Work item: Across the material below, count the lines that include the word "crate" and give only that count.

Material shown: Begin

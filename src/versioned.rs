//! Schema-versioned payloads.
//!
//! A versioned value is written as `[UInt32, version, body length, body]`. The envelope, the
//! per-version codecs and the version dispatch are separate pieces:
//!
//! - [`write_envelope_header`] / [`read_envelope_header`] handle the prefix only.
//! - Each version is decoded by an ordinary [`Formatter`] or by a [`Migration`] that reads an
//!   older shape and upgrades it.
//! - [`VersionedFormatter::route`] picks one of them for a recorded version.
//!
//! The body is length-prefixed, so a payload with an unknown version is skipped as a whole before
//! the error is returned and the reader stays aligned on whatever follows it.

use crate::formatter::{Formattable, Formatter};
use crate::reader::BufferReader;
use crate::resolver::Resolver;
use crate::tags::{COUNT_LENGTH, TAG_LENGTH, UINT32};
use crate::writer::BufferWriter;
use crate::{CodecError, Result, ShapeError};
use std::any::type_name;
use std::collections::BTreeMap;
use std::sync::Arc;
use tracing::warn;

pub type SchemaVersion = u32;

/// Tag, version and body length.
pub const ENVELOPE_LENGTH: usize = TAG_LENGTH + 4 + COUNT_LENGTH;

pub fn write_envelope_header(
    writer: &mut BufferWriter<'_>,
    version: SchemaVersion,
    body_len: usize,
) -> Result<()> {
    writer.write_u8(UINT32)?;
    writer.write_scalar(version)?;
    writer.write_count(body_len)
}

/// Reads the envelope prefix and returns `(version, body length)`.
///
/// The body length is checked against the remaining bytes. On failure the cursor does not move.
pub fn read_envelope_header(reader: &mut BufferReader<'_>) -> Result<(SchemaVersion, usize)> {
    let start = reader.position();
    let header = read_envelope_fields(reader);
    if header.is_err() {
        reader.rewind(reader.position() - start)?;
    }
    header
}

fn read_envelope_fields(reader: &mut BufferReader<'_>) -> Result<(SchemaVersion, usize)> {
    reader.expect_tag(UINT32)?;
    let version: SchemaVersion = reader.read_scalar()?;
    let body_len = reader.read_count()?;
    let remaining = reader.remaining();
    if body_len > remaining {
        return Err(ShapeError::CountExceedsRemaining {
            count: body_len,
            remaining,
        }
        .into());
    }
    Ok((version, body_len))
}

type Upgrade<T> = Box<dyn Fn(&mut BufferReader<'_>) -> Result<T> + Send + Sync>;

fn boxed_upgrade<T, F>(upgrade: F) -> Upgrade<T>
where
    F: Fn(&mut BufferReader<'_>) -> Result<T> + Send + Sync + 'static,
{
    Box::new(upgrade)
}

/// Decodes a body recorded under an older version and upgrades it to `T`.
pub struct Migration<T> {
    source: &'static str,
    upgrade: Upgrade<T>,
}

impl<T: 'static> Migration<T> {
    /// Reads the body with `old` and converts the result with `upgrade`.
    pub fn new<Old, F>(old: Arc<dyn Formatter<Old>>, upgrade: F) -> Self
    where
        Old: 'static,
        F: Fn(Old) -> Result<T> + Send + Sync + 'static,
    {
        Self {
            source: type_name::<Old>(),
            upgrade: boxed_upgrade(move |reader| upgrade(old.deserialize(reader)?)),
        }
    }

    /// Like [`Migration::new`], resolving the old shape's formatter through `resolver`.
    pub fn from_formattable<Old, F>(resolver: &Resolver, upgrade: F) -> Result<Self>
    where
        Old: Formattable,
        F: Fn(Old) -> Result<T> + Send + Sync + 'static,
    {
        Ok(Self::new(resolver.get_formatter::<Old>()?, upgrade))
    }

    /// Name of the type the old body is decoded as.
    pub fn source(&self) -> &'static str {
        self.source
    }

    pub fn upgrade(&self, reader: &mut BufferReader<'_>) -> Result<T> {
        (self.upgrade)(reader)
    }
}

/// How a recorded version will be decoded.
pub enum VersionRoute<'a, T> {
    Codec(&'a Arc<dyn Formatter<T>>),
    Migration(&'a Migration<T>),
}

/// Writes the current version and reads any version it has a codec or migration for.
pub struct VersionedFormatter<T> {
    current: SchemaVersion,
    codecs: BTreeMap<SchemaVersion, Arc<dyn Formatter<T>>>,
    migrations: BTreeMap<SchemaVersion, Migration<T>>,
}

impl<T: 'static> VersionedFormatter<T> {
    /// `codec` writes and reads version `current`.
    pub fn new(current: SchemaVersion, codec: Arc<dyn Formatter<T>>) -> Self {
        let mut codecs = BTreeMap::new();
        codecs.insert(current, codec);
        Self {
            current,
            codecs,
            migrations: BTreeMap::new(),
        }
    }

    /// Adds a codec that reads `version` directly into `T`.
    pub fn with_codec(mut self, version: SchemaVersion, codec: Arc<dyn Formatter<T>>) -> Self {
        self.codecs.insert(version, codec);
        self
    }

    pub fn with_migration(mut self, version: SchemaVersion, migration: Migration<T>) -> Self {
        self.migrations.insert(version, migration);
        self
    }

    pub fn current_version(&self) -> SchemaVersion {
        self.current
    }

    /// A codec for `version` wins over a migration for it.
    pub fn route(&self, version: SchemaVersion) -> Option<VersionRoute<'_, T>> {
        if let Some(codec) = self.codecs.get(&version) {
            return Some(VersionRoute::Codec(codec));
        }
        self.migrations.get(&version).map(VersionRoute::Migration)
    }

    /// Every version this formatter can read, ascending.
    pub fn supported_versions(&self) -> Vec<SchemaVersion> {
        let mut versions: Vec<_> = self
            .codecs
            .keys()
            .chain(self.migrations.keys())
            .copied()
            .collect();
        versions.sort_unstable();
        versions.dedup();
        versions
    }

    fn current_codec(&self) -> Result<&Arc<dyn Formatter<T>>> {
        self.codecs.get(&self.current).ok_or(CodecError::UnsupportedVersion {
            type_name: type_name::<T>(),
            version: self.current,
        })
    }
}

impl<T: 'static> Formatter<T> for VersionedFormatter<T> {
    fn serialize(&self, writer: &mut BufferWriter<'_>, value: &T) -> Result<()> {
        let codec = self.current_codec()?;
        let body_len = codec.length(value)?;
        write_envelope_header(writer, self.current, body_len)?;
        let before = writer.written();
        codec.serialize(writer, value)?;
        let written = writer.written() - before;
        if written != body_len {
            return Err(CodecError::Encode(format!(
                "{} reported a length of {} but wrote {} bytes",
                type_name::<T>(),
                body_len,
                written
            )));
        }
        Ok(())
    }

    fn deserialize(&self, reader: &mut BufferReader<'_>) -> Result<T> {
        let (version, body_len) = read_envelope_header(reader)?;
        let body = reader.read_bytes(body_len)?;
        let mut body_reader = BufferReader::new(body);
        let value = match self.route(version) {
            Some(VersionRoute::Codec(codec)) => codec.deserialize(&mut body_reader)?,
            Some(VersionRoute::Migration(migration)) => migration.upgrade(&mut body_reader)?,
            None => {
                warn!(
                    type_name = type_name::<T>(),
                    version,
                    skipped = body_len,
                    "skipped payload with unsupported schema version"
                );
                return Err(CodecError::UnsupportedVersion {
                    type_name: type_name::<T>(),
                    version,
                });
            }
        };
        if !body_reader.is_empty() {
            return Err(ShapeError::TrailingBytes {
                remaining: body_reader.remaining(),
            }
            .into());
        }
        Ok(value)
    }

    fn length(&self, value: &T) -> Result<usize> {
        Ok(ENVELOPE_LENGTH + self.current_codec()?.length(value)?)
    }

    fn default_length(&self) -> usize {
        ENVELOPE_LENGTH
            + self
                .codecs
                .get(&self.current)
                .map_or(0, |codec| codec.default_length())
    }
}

Material shown: End

Written solution: 6